A Federação de Triatlo de Portugal vê as novas datas dos Jogos Olímpicos Tóquio2020 como a “melhor solução”, mas alertou para os “pontos de interrogação” quanto às próximas provas de qualificação, disse hoje à Lusa o presidente do organismo.

“É a melhor solução dentro do possível, mas agora temos todos que esperar que não tenhamos outra covid-19 no futuro. Estamos a pôr-nos a jeito para que Jogos Olímpicos e outros grandes eventos sejam postos em causa, e o próprio comportamento da humanidade acabou por ser posto em causa”, considerou Vasco Rodrigues.

Os Jogos Olímpicos Tóquio2020 vão realizar-se entre 23 de julho e 08 de agosto de 2021, praticamente um ano depois das datas previstas, anunciou hoje o presidente da comissão organizadora japonesa, Yoshiro Mori.

Os Jogos Olímpicos estavam marcados para decorrerem entre 24 de julho e 09 de agosto de 2020, mas foram adiados em um ano, devido à pandemia de covid-19.

Vasco Rodrigues lembrou que os critérios de qualificação e novas datas ainda não são conhecidos, o que levanta “pontos de interrogação”, considerando este um “problema transversal a todas as modalidades”.

“O problema agora é quem quer organizar eventos, principalmente as organizações privadas, que dependem de massas, como no caso do triatlo, que acabam por ter sempre um conjunto de atletas amadores que vão sempre fazer as grandes provas e que agora nos não sabemos se eles se vão deslocar ou qual será a taxa de adesão”, sublinhou.

Para o presidente da Federação de Triatlo de Portugal, apesar das “boas perspetivas” dos portugueses para a prova no Japão, prevista inicialmente para este ano, agora é momento de “organizar” e “otimizar”.

“Compete-nos reorganizar o modelo [de preparação], otimizar mais e acima de tudo tentar melhorar e aumentar as nossas probabilidades de ter a equipa de estafeta mista nos Jogos Olímpicos”, vincou.

O adiamento do evento permitiu aos envolvidos estarem mais descansados na preparação, mas as dúvidas sobre os momentos de qualificação ou outras provas causam apreensão.

Vasco Rodrigues entende que essas provas “dificilmente serão antes do final de julho ou princípio de agosto”.

“A grande questão para os atletas é de quando têm de estar no topo para poder competir para a qualificação, porque já estão há demasiado tempo sem competir e andar a treinar sem ter momentos de competição e forma de comparação com os adversários é sempre uma situação desconfortável”, concluiu.

O responsável do triatlo português explicou ainda estar “a participar no modelo de decisão”, assinalando que, quando este esteja definido, será necessário “sentar à mesa e reorganizar”: “É preciso juntar treinadores e atletas e definir novos objetivos para a melhor participação”, observou.

O novo coronavírus, responsável pela pandemia da covid-19, já infetou mais de 727 mil pessoas em todo o mundo, das quais morreram perto de 35 mil.
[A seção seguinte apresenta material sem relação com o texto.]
impl RelationshipService {
    pub fn with_dependencies(
        store: Arc<dyn RelationshipStore>,
        user_repo: Arc<dyn UserRepository + Send + Sync>,
        fanout: FanoutQueue,
        timeout: Duration,
    ) -> Self {
        info!("RelationshipService initialized with {:?} store timeout", timeout);
        RelationshipService { store, user_repo, fanout, timeout }
    }

    async fn bounded<T, F>(&self, fut: F) -> Result<T, RelationshipError>
    where
        F: Future<Output = Result<T, RelationshipError>>,
    {
        tokio::time::timeout(self.timeout, fut).await?
    }

    /// Runs one intent and hands its transition to the fanout once committed.
    ///
    /// Only the work up to commit is bounded. Once the unit is staged, commit
    /// and dispatch run to completion so a durable change is never reported
    /// as a timeout.
    async fn resolve<T, F>(&self, intent: F) -> Result<T, RelationshipError>
    where
        F: Future<Output = Result<(T, Staged), RelationshipError>>,
    {
        let (value, staged) = match self.bounded(intent).await {
            Ok(staged) => staged,
            Err(err) => {
                debug!("Relationship intent rejected: {}", err);
                return Err(err);
            }
        };

        let Staged { unit, transition } = staged;
        let pair = unit.pair();
        unit.commit().await?;

        debug!(
            "{:?} by {} on pair {}: {:?} -> {:?}",
            transition.intent, transition.actor, pair, transition.before, transition.after
        );
        self.fanout.dispatch(transition);
        Ok(value)
    }

    async fn ensure_user_exists(&self, user_id: &Uuid) -> Result<(), RelationshipError> {
        match self.user_repo.find_profile(user_id).await? {
            Some(_) => Ok(()),
            None => Err(RelationshipError::NotFound("User")),
        }
    }

    pub async fn send_friend_request(
        &self,
        sender_id: Uuid,
        receiver_id: Uuid,
        message: Option<String>,
    ) -> Result<RequestOutcome, RelationshipError> {
        if sender_id == receiver_id {
            return Err(RelationshipError::InvalidSelfReference);
        }
        if message.as_ref().is_some_and(|m| m.chars().count() > MAX_REQUEST_MESSAGE_LEN) {
            return Err(RelationshipError::MessageTooLong);
        }
        self.resolve(self.send_in_unit(sender_id, receiver_id, message)).await
    }

    async fn send_in_unit(
        &self,
        sender_id: Uuid,
        receiver_id: Uuid,
        message: Option<String>,
    ) -> Result<(RequestOutcome, Staged), RelationshipError> {
        self.ensure_user_exists(&receiver_id).await?;
        let mut tx = self.store.begin(&sender_id, &receiver_id).await?;
        let before = tx.state().await?;

        let (outcome, effect) = match before {
            RelationshipState::BlockedBy { .. } | RelationshipState::MutualBlock => {
                return Err(RelationshipError::Blocked);
            }
            RelationshipState::Friends => return Err(RelationshipError::AlreadyFriends),
            RelationshipState::Requested { from, .. } if from == sender_id => {
                return Err(RelationshipError::DuplicateRequest);
            }
            RelationshipState::Requested { .. } => {
                // The receiver already asked: resolve both requests into one friendship.
                let (request, friendship) =
                    accept_in_unit(tx.as_mut(), &receiver_id, &sender_id).await?;
                (
                    RequestOutcome::Accepted(friendship.clone()),
                    Effect::RequestAccepted { request, friendship },
                )
            }
            RelationshipState::None => {
                let request = tx.create_request(&sender_id, &receiver_id, &message).await?;
                (RequestOutcome::Pending(request.clone()), Effect::RequestCreated(request))
            }
        };

        let staged =
            stage(tx, sender_id, receiver_id, IntentKind::SendRequest, before, vec![effect])
                .await?;
        Ok((outcome, staged))
    }

    pub async fn accept_friend_request(
        &self,
        receiver_id: Uuid,
        sender_id: Uuid,
    ) -> Result<FriendshipEntity, RelationshipError> {
        if receiver_id == sender_id {
            return Err(RelationshipError::InvalidSelfReference);
        }
        self.resolve(async {
            let mut tx = self.store.begin(&receiver_id, &sender_id).await?;
            let before = tx.state().await?;
            let (request, friendship) = accept_in_unit(tx.as_mut(), &sender_id, &receiver_id).await?;
            let effects = vec![Effect::RequestAccepted { request, friendship: friendship.clone() }];
            let staged =
                stage(tx, receiver_id, sender_id, IntentKind::AcceptRequest, before, effects)
                    .await?;
            Ok((friendship, staged))
        })
        .await
    }

    pub async fn reject_friend_request(
        &self,
        receiver_id: Uuid,
        sender_id: Uuid,
    ) -> Result<FriendRequestEntity, RelationshipError> {
        if receiver_id == sender_id {
            return Err(RelationshipError::InvalidSelfReference);
        }
        self.resolve(self.withdraw_in_unit(
            receiver_id,
            sender_id,
            receiver_id,
            IntentKind::RejectRequest,
            DeclineReason::Rejected,
        ))
        .await
    }

    pub async fn cancel_friend_request(
        &self,
        sender_id: Uuid,
        receiver_id: Uuid,
    ) -> Result<FriendRequestEntity, RelationshipError> {
        if sender_id == receiver_id {
            return Err(RelationshipError::InvalidSelfReference);
        }
        self.resolve(self.withdraw_in_unit(
            sender_id,
            sender_id,
            receiver_id,
            IntentKind::CancelRequest,
            DeclineReason::Cancelled,
        ))
        .await
    }

    /// Deletes the `sender -> receiver` request on behalf of `actor`.
    async fn withdraw_in_unit(
        &self,
        actor: Uuid,
        sender_id: Uuid,
        receiver_id: Uuid,
        intent: IntentKind,
        reason: DeclineReason,
    ) -> Result<(FriendRequestEntity, Staged), RelationshipError> {
        let counterpart = if actor == sender_id { receiver_id } else { sender_id };
        let mut tx = self.store.begin(&sender_id, &receiver_id).await?;
        let before = tx.state().await?;

        let request = tx
            .find_request(&sender_id, &receiver_id)
            .await?
            .ok_or(RelationshipError::NotFound("Friend request"))?;
        tx.delete_request(&sender_id, &receiver_id).await?;

        let effects = vec![Effect::RequestRemoved { request: request.clone(), reason }];
        let staged = stage(tx, actor, counterpart, intent, before, effects).await?;
        Ok((request, staged))
    }

    /// Removes the friendship, or failing that, `user_id`'s own pending request
    /// to `friend_id`.
    pub async fn remove_friend(
        &self,
        user_id: Uuid,
        friend_id: Uuid,
    ) -> Result<Removal, RelationshipError> {
        if user_id == friend_id {
            return Err(RelationshipError::InvalidSelfReference);
        }
        self.resolve(async {
            let mut tx = self.store.begin(&user_id, &friend_id).await?;
            let before = tx.state().await?;

            if let Some(friendship) = tx.find_friendship(&user_id, &friend_id).await? {
                tx.delete_friendship(&user_id, &friend_id).await?;
                let effects = vec![Effect::FriendshipRemoved(friendship.clone())];
                let staged =
                    stage(tx, user_id, friend_id, IntentKind::RemoveFriend, before, effects)
                        .await?;
                return Ok((Removal::Friendship(friendship), staged));
            }

            let request = tx
                .find_request(&user_id, &friend_id)
                .await?
                .ok_or(RelationshipError::NotFound("Friendship"))?;
            tx.delete_request(&user_id, &friend_id).await?;

            let effects = vec![Effect::RequestRemoved {
                request: request.clone(),
                reason: DeclineReason::Cancelled,
            }];
            let staged =
                stage(tx, user_id, friend_id, IntentKind::CancelRequest, before, effects).await?;
            Ok((Removal::Request(request), staged))
        })
        .await
    }

    /// Always applicable: clears any friendship or request, then blocks.
    pub async fn block_user(
        &self,
        blocker_id: Uuid,
        target_id: Uuid,
    ) -> Result<BlockEntity, RelationshipError> {
        if blocker_id == target_id {
            return Err(RelationshipError::InvalidSelfReference);
        }
        self.resolve(async {
            self.ensure_user_exists(&target_id).await?;
            let mut tx = self.store.begin(&blocker_id, &target_id).await?;
            let before = tx.state().await?;
            let mut effects = Vec::new();

            if let Some(friendship) = tx.find_friendship(&blocker_id, &target_id).await? {
                tx.delete_friendship(&blocker_id, &target_id).await?;
                effects.push(Effect::FriendshipRemoved(friendship));
            }
            if let Some(request) = tx.find_request(&target_id, &blocker_id).await? {
                tx.delete_request(&target_id, &blocker_id).await?;
                effects.push(Effect::RequestRemoved { request, reason: DeclineReason::Rejected });
            }
            if let Some(request) = tx.find_request(&blocker_id, &target_id).await? {
                tx.delete_request(&blocker_id, &target_id).await?;
                effects.push(Effect::RequestRemoved { request, reason: DeclineReason::Cancelled });
            }

            let existing = tx.find_block(&blocker_id, &target_id).await?;
            let block = tx.create_block(&blocker_id, &target_id).await?;
            if existing.is_none() {
                effects.push(Effect::BlockCreated(block.clone()));
            }

            let staged =
                stage(tx, blocker_id, target_id, IntentKind::Block, before, effects).await?;
            Ok((block, staged))
        })
        .await
    }

    pub async fn unblock_user(
        &self,
        blocker_id: Uuid,
        target_id: Uuid,
    ) -> Result<BlockEntity, RelationshipError> {
        if blocker_id == target_id {
            return Err(RelationshipError::InvalidSelfReference);
        }
        self.resolve(async {
            let mut tx = self.store.begin(&blocker_id, &target_id).await?;
            let before = tx.state().await?;

            let block = tx
                .find_block(&blocker_id, &target_id)
                .await?
                .ok_or(RelationshipError::NotFound("Block"))?;
            tx.delete_block(&blocker_id, &target_id).await?;

            let effects = vec![Effect::BlockRemoved(block.clone())];
            let staged =
                stage(tx, blocker_id, target_id, IntentKind::Unblock, before, effects).await?;
            Ok((block, staged))
        })
        .await
    }

    pub async fn relationship(
        &self,
        user_id: Uuid,
        other_id: Uuid,
    ) -> Result<RelationshipState, RelationshipError> {
        self.bounded(async {
            Ok(self.store.relationship_state(&user_id, &other_id).await?)
        })
        .await
    }

    #[allow(dead_code)]
    pub async fn is_friend(&self, user_id: Uuid, friend_id: Uuid) -> Result<bool, RelationshipError> {
        self.bounded(async {
            Ok(self.store.find_friendship(&user_id, &friend_id).await?.is_some())
        })
        .await
    }

    #[allow(dead_code)]
    pub async fn is_blocked(&self, user_id: Uuid, other_id: Uuid) -> Result<bool, RelationshipError> {
        self.bounded(async { Ok(self.store.is_blocked(&user_id, &other_id).await?) }).await
    }

    pub async fn get_friends(&self, user_id: Uuid) -> Result<Vec<FriendResponse>, RelationshipError> {
        self.bounded(async {
            let friendships = self.store.list_friendships(&user_id).await?;
            let profiles = try_join_all(
                friendships.iter().map(|f| {
                    let other = f.other(&user_id);
                    async move { self.user_repo.find_profile(&other).await }
                }),
            )
            .await?;

            Ok(friendships
                .iter()
                .zip(profiles)
                .filter_map(|(friendship, profile)| {
                    profile.map(|p| FriendResponse::new(p, friendship))
                })
                .collect())
        })
        .await
    }

    pub async fn get_friend_requests(
        &self,
        user_id: Uuid,
    ) -> Result<Vec<FriendRequestResponse>, RelationshipError> {
        self.bounded(async {
            let requests = self.store.list_requests(&user_id).await?;
            let profiles = try_join_all(requests.iter().map(|r| {
                let other = if r.from_user_id == user_id { r.to_user_id } else { r.from_user_id };
                async move { self.user_repo.find_profile(&other).await }
            }))
            .await?;

            Ok(requests
                .into_iter()
                .zip(profiles)
                .filter_map(|(request, profile)| {
                    let profile = profile?;
                    let (from, to) = if request.from_user_id == user_id {
                        (IdOrInfo::Id(user_id), IdOrInfo::Info(profile))
                    } else {
                        (IdOrInfo::Info(profile), IdOrInfo::Id(user_id))
                    };
                    Some(FriendRequestResponse {
                        id: request.id,
                        from,
                        to,
                        message: request.message,
                        created_at: request.created_at,
                    })
                })
                .collect())
        })
        .await
    }

    pub async fn get_blocked_users(&self, user_id: Uuid) -> Result<Vec<BlockEntity>, RelationshipError> {
        self.bounded(async { Ok(self.store.list_blocks(&user_id).await?) }).await
    }
}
Dos casos de infeção, pelo menos 142.300 são considerados curados.

Depois de surgir na China, em dezembro, o surto espalhou-se por todo o mundo, o que levou a Organização Mundial da Saúde (OMS) a declarar uma situação de pandemia.

Em Portugal, que está em estado de emergência desde as 00:00 de 19 de março e até às 23:59 de 02 de abril, registaram-se 140 mortes e 6.408 casos de infeções confirmadas, segundo o balanço feito hoje pela Direção-Geral da Saúde.